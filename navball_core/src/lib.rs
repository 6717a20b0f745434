// navball_core/src/lib.rs

// This file defines the public modules of the library.
pub mod config;
pub mod error;
pub mod extraction;
pub mod frames;
pub mod host;
pub mod messages;
pub mod panel;
pub mod prelude;
pub mod scene;
pub mod subscription;

#[cfg(test)]
pub(crate) mod testing;
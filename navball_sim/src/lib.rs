// navball_sim/src/lib.rs

use bevy::prelude::*;

// Import the plugins defined within the simulation crate.
use crate::simulation::core::simulation_setup::SimulationSetupPlugin;
use crate::simulation::plugins::host::NavballHostPlugin;
use crate::simulation::plugins::scene::SceneMirrorPlugin;
use crate::simulation::plugins::settings_ui::SettingsUiPlugin;
use crate::simulation::plugins::vehicle::SimulatedVehiclePlugin;

// This prelude is for convenience for other files WITHIN the navball_sim crate.
pub mod prelude;

pub mod cli;
pub mod error;
pub mod simulation;

/// The main plugin that brings together all the navball parts.
/// The app only needs to insert `AppSettings` (and optionally `Cli`) and add this.
pub struct NavballSimulationPlugin;

impl Plugin for NavballSimulationPlugin {
    fn build(&self, app: &mut App) {
        app.add_plugins((
            // Resources, telemetry bus and the Update set ordering.
            SimulationSetupPlugin,
            // Publishes attitude and velocity telemetry onto the bus.
            SimulatedVehiclePlugin,
            // Mounts the panel and drives it once per frame.
            NavballHostPlugin,
            // Mirrors the panel's scene into Bevy entities.
            SceneMirrorPlugin,
            // Text overlay and hotkeys for the settings form.
            SettingsUiPlugin,
        ));
    }
}
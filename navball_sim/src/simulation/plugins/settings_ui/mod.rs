// navball_sim/src/simulation/plugins/settings_ui/mod.rs

use navball_core::config::SettingsFieldView;

use crate::prelude::*;

/// Marker for the text node showing the settings form.
#[derive(Component)]
pub struct SettingsOverlay;

pub struct SettingsUiPlugin;

impl Plugin for SettingsUiPlugin {
    fn build(&self, app: &mut App) {
        app.add_systems(Startup, spawn_settings_overlay).add_systems(
            Update,
            (cycle_settings_with_keys, refresh_settings_overlay)
                .chain()
                .in_set(NavballSet::Ui),
        );
    }
}

/// Which key cycles which field.
const HOTKEYS: [(KeyCode, SettingsField, &str); 2] = [
    (KeyCode::KeyO, SettingsField::OrientationTopic, "O"),
    (KeyCode::KeyH, SettingsField::HeadingTopic, "H"),
];

fn value_label(view: &SettingsFieldView) -> String {
    match &view.value {
        Some(name) => {
            let listed = view.options.iter().any(|o| o.value.as_deref() == Some(name.as_str()));
            if listed {
                name.clone()
            } else {
                format!("{} (not available)", name)
            }
        }
        None => navball_core::config::NO_TOPIC_LABEL.to_string(),
    }
}

/// The overlay text for a settings form.
pub fn overlay_text(tree: &SettingsTree) -> String {
    let mut lines = Vec::new();
    for node in &tree.nodes {
        lines.push(format!("[{}]", node.name));
        for view in &node.fields {
            let key = HOTKEYS
                .iter()
                .find(|(_, field, _)| *field == view.field)
                .map_or("", |(_, _, key)| key);
            lines.push(format!(
                "{}: {}  ({} options, press {})",
                view.label,
                value_label(view),
                view.options.len(),
                key
            ));
        }
    }
    lines.join("\n")
}

fn spawn_settings_overlay(mut commands: Commands) {
    commands.spawn((
        Name::new("Navball Settings"),
        SettingsOverlay,
        Text::new("Waiting for the navball panel..."),
        TextFont {
            font_size: 16.0,
            ..default()
        },
        Node {
            position_type: PositionType::Absolute,
            top: Val::Px(12.0),
            left: Val::Px(12.0),
            ..default()
        },
    ));
}

/// Steps a field to its next option and hands the edit to the panel.
fn cycle_settings_with_keys(
    keys: Option<Res<ButtonInput<KeyCode>>>,
    mut panel_res: ResMut<NavballPanelResource>,
) {
    let Some(keys) = keys else {
        return;
    };
    let Some(panel) = panel_res.get_mut() else {
        return;
    };

    for (key, field, _) in HOTKEYS {
        if !keys.just_pressed(key) {
            continue;
        }
        let Some(next) = panel
            .host()
            .settings()
            .and_then(|tree| tree.field(field))
            .and_then(|view| view.next_option())
        else {
            debug!("No options to cycle for {:?}", field);
            continue;
        };
        let action = SettingsAction::update(field, next.value.clone());
        if let Err(e) = panel.handle_settings_action(&action) {
            warn!("Settings edit rejected: {}", e);
        }
    }
}

fn refresh_settings_overlay(
    panel_res: Res<NavballPanelResource>,
    mut shown_revision: Local<Option<u64>>,
    mut overlays: Query<&mut Text, With<SettingsOverlay>>,
) {
    let Some(host) = panel_res.get().map(|panel| panel.host()) else {
        return;
    };
    let revision = host.settings_revision();
    if *shown_revision == Some(revision) {
        return;
    }
    let Some(tree) = host.settings() else {
        return;
    };

    let content = overlay_text(tree);
    for mut text in &mut overlays {
        text.0 = content.clone();
    }
    *shown_revision = Some(revision);
}
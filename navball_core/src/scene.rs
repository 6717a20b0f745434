// navball_core/src/scene.rs

use nalgebra::Quaternion;
use std::fmt::{Debug, Display};
use tracing::debug;

use crate::error::NavballError;

// =========================================================================
// == Render Engine Contract ==
// =========================================================================

/// The capabilities the navball needs from a 3D render engine.
///
/// Handles are plain `Copy` ids owned by the caller; the engine keeps the
/// actual objects. Every handle returned by a `create_*` call is passed back
/// to `destroy` exactly once.
pub trait SceneRenderer {
    type Handle: Copy + Debug + PartialEq;
    type Error: Display;

    fn create_camera(&mut self, spec: &CameraSpec) -> Result<Self::Handle, Self::Error>;
    fn create_light(&mut self, spec: &LightSpec) -> Result<Self::Handle, Self::Error>;
    /// A sphere with the navball texture mapped onto it.
    fn create_sphere(&mut self, spec: &SphereSpec) -> Result<Self::Handle, Self::Error>;
    fn create_heading_marker(&mut self, spec: &MarkerSpec) -> Result<Self::Handle, Self::Error>;

    /// Sets an object's orientation from a quaternion in render coordinates.
    fn set_orientation(&mut self, node: Self::Handle, rotation: &Quaternion<f64>);
    /// Sets an object's rotation about the render engine's vertical axis.
    fn set_rotation_about_vertical(&mut self, node: Self::Handle, angle: f64);
    fn set_visible(&mut self, node: Self::Handle, visible: bool);

    /// Matches the output surface and the camera projection to a new size.
    fn resize(&mut self, camera: Self::Handle, viewport: Viewport, aspect: f64);
    fn render(&mut self);
    fn destroy(&mut self, node: Self::Handle);
}

// =========================================================================
// == Scene Layout ==
// =========================================================================

#[derive(Debug, Clone, PartialEq)]
pub struct CameraSpec {
    pub fov_y_degrees: f64,
    /// Distance from the sphere's center along the viewing axis.
    pub distance: f64,
    pub near: f64,
    pub far: f64,
}

#[derive(Debug, Clone, PartialEq)]
pub enum LightSpec {
    Ambient { intensity: f64 },
    Directional { direction: [f64; 3], intensity: f64 },
}

#[derive(Debug, Clone, PartialEq)]
pub struct SphereSpec {
    pub radius: f64,
    pub width_segments: u32,
    pub height_segments: u32,
}

#[derive(Debug, Clone, PartialEq)]
pub struct MarkerSpec {
    pub length: f64,
    pub thickness: f64,
}

/// Everything created once at mount time.
#[derive(Debug, Clone, PartialEq)]
pub struct SceneLayout {
    pub camera: CameraSpec,
    pub lights: Vec<LightSpec>,
    pub sphere: SphereSpec,
    /// `None` leaves the heading indicator out of the scene entirely.
    pub heading_marker: Option<MarkerSpec>,
}

impl Default for SceneLayout {
    fn default() -> Self {
        Self {
            camera: CameraSpec {
                fov_y_degrees: 45.0,
                distance: 3.0,
                near: 0.1,
                far: 100.0,
            },
            lights: vec![
                LightSpec::Ambient { intensity: 0.6 },
                LightSpec::Directional {
                    direction: [-1.0, -1.0, -2.0],
                    intensity: 0.8,
                },
            ],
            sphere: SphereSpec {
                radius: 1.0,
                width_segments: 64,
                height_segments: 32,
            },
            heading_marker: Some(MarkerSpec {
                length: 1.3,
                thickness: 0.03,
            }),
        }
    }
}

/// The visible size of the panel in pixels.
#[derive(Debug, Clone, Copy, PartialEq, Eq)]
pub struct Viewport {
    pub width: u32,
    pub height: u32,
}

impl Viewport {
    pub fn new(width: u32, height: u32) -> Self {
        Self { width, height }
    }

    /// `None` for a collapsed panel; a zero side would give a degenerate projection.
    pub fn aspect(&self) -> Option<f64> {
        if self.width == 0 || self.height == 0 {
            return None;
        }
        Some(self.width as f64 / self.height as f64)
    }
}

// =========================================================================
// == Scene State ==
// =========================================================================

/// Every render-engine handle the panel owns, plus the values last written to them.
///
/// Built once by [`SceneState::create`] and released once by
/// [`SceneState::destroy`]; nothing else creates or frees these objects.
#[derive(Debug)]
pub struct SceneState<H> {
    camera: H,
    lights: Vec<H>,
    sphere: H,
    heading_marker: Option<H>,
    orientation: Quaternion<f64>,
    heading: Option<f64>,
}

impl<H: Copy + Debug + PartialEq> SceneState<H> {
    /// Creates the camera, lights, sphere and heading marker.
    ///
    /// If any object fails, those already created are destroyed again before
    /// the error is returned.
    pub fn create<R>(renderer: &mut R, layout: &SceneLayout) -> Result<Self, NavballError>
    where
        R: SceneRenderer<Handle = H>,
    {
        let mut created: Vec<H> = Vec::new();
        let result = Self::create_all(renderer, layout, &mut created);
        if result.is_err() {
            for handle in created.into_iter().rev() {
                renderer.destroy(handle);
            }
        }
        result
    }

    fn create_all<R>(
        renderer: &mut R,
        layout: &SceneLayout,
        created: &mut Vec<H>,
    ) -> Result<Self, NavballError>
    where
        R: SceneRenderer<Handle = H>,
    {
        let unavailable = |what: &str, e: R::Error| {
            NavballError::SceneUnavailable(format!("failed to create {}: {}", what, e))
        };

        let camera = renderer
            .create_camera(&layout.camera)
            .map_err(|e| unavailable("camera", e))?;
        created.push(camera);

        let mut lights = Vec::with_capacity(layout.lights.len());
        for spec in &layout.lights {
            let light = renderer
                .create_light(spec)
                .map_err(|e| unavailable("light", e))?;
            created.push(light);
            lights.push(light);
        }

        let sphere = renderer
            .create_sphere(&layout.sphere)
            .map_err(|e| unavailable("sphere", e))?;
        created.push(sphere);

        let heading_marker = match &layout.heading_marker {
            Some(spec) => {
                let marker = renderer
                    .create_heading_marker(spec)
                    .map_err(|e| unavailable("heading marker", e))?;
                created.push(marker);
                // Hidden until the first usable heading sample arrives.
                renderer.set_visible(marker, false);
                Some(marker)
            }
            None => None,
        };

        Ok(Self {
            camera,
            lights,
            sphere,
            heading_marker,
            orientation: Quaternion::identity(),
            heading: None,
        })
    }

    pub fn apply_orientation<R>(&mut self, renderer: &mut R, rotation: Quaternion<f64>)
    where
        R: SceneRenderer<Handle = H>,
    {
        renderer.set_orientation(self.sphere, &rotation);
        self.orientation = rotation;
    }

    /// Shows the indicator at `angle`, or hides it for `None`.
    pub fn apply_heading<R>(&mut self, renderer: &mut R, angle: Option<f64>)
    where
        R: SceneRenderer<Handle = H>,
    {
        let Some(marker) = self.heading_marker else {
            return;
        };
        match angle {
            Some(angle) => {
                renderer.set_rotation_about_vertical(marker, angle);
                renderer.set_visible(marker, true);
            }
            None => renderer.set_visible(marker, false),
        }
        self.heading = angle;
    }

    /// Returns `false` (and leaves the camera alone) for a zero-sized viewport.
    pub fn resize<R>(&self, renderer: &mut R, viewport: Viewport) -> bool
    where
        R: SceneRenderer<Handle = H>,
    {
        match viewport.aspect() {
            Some(aspect) => {
                renderer.resize(self.camera, viewport, aspect);
                true
            }
            None => {
                debug!(
                    "Ignoring resize to {}x{}: zero-sized viewport.",
                    viewport.width, viewport.height
                );
                false
            }
        }
    }

    pub fn destroy<R>(self, renderer: &mut R)
    where
        R: SceneRenderer<Handle = H>,
    {
        if let Some(marker) = self.heading_marker {
            renderer.destroy(marker);
        }
        renderer.destroy(self.sphere);
        for light in self.lights.into_iter().rev() {
            renderer.destroy(light);
        }
        renderer.destroy(self.camera);
    }

    /// The orientation currently shown on the sphere, in render coordinates.
    pub fn orientation(&self) -> &Quaternion<f64> {
        &self.orientation
    }

    /// The indicator's rotation, or `None` while it is hidden.
    pub fn heading(&self) -> Option<f64> {
        self.heading
    }

    pub fn sphere(&self) -> H {
        self.sphere
    }

    pub fn heading_marker(&self) -> Option<H> {
        self.heading_marker
    }

    pub fn camera(&self) -> H {
        self.camera
    }
}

--- TASK PROMPT ---
Filter the entries down to the lines that include the string "true".

--- ANSWER TO THE PROBLEM ---
                renderer.set_visible(marker, true);
                true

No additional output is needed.